What is required:
Find the string "Option" in the data, and copy out each line that has it.
Top of Dataset content
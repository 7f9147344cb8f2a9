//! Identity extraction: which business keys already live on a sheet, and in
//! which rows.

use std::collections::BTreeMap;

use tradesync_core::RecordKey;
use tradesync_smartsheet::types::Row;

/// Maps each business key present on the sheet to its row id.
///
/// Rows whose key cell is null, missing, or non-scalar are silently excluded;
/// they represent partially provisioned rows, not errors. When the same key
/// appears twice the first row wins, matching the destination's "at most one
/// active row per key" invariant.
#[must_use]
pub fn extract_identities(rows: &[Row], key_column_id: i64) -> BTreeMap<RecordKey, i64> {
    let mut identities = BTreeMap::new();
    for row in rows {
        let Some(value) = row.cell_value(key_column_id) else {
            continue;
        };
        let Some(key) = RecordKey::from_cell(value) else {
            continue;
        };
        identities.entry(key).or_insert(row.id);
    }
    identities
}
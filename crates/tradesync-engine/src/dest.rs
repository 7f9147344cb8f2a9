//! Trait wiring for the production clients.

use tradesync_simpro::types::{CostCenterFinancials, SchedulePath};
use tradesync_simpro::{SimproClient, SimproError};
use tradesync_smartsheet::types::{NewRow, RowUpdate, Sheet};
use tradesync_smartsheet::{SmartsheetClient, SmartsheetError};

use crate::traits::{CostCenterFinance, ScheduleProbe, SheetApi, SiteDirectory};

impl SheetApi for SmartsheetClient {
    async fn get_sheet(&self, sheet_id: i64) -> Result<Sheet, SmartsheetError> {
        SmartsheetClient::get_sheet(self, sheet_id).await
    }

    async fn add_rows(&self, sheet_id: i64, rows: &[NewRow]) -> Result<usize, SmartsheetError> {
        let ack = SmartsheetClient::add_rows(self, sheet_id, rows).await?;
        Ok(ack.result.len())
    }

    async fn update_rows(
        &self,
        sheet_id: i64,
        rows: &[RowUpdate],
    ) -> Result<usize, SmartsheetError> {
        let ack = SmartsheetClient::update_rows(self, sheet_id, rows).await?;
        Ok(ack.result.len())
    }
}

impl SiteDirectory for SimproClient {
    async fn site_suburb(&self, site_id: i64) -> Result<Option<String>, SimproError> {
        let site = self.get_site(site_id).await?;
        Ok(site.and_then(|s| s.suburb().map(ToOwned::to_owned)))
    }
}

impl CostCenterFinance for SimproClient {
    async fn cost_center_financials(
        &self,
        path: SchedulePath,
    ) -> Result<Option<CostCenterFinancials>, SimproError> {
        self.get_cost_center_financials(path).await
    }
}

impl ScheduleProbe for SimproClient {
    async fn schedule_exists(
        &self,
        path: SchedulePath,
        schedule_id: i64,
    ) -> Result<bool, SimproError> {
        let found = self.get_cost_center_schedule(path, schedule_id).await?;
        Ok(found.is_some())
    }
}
Bottom of Dataset content
Top of Dataset content
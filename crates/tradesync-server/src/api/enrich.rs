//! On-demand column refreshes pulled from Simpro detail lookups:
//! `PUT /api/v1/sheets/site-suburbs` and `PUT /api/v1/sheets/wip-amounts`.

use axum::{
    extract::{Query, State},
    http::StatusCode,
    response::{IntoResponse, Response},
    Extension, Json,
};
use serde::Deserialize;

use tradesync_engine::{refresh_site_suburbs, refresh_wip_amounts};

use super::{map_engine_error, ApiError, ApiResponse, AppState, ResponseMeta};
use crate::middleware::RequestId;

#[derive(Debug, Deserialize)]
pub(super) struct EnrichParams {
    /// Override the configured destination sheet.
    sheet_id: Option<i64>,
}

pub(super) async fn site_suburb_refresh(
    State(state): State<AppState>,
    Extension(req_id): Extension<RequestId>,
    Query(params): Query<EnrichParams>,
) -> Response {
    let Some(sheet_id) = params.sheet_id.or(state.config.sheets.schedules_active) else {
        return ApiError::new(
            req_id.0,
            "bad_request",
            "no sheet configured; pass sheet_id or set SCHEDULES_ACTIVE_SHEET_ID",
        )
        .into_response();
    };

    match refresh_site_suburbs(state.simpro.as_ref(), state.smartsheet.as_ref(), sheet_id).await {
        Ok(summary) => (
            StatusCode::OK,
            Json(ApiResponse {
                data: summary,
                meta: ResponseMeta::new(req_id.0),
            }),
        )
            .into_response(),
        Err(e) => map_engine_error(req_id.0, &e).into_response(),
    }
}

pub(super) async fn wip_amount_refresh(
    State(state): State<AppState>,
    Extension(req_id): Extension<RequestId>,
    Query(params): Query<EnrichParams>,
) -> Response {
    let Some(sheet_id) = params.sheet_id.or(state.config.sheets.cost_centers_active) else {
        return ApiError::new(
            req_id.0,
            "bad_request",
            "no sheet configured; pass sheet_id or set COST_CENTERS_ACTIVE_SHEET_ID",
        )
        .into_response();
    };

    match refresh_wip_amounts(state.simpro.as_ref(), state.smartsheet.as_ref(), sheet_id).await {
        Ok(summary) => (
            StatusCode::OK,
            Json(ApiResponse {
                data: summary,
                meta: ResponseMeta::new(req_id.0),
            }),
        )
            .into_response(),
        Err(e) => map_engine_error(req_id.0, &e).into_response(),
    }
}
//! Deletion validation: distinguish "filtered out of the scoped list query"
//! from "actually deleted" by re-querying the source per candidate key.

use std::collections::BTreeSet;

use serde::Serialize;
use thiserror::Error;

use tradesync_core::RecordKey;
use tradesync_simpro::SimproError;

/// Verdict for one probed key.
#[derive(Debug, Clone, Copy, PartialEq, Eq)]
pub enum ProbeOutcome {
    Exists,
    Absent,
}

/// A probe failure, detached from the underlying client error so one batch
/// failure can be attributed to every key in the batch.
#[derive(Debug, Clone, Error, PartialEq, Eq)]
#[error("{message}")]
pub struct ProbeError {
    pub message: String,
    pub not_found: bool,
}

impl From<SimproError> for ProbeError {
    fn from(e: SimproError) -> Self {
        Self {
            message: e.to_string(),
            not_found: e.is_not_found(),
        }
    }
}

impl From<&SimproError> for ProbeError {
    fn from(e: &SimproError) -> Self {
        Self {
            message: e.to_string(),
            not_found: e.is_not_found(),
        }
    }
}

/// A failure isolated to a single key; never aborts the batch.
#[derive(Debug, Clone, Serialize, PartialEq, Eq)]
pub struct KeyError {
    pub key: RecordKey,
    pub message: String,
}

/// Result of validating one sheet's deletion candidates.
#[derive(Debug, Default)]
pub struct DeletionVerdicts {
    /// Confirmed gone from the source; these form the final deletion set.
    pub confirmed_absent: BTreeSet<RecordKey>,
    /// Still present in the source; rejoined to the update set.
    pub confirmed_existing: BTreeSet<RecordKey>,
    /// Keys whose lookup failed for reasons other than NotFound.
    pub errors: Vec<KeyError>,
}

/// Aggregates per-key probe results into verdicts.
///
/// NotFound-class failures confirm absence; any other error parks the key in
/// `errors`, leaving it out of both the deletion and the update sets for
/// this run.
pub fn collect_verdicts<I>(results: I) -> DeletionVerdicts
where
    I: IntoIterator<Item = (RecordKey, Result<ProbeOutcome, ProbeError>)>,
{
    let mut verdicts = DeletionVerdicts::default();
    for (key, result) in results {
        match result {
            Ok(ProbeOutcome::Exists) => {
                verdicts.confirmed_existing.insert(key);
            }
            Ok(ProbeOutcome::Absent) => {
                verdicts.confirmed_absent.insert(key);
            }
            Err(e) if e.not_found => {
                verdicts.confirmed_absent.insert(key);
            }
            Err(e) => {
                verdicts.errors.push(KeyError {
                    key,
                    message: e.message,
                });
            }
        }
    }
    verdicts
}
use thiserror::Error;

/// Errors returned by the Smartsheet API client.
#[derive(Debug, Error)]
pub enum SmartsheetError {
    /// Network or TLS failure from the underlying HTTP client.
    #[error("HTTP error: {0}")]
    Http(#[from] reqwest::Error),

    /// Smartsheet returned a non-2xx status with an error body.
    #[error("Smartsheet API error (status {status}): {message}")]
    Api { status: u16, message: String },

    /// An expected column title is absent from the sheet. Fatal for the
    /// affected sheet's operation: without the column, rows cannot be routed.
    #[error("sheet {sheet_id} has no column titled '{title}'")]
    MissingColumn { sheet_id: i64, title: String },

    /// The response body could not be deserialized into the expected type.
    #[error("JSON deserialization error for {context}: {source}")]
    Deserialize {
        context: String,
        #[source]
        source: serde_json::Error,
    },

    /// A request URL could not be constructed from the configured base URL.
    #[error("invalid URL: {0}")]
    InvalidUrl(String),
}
Bottom of Dataset content
Reply:
    async fn site_suburb(&self, site_id: i64) -> Result<Option<String>, SimproError> {
    ) -> Result<Option<CostCenterFinancials>, SimproError> {
    sheet_id: Option<i64>,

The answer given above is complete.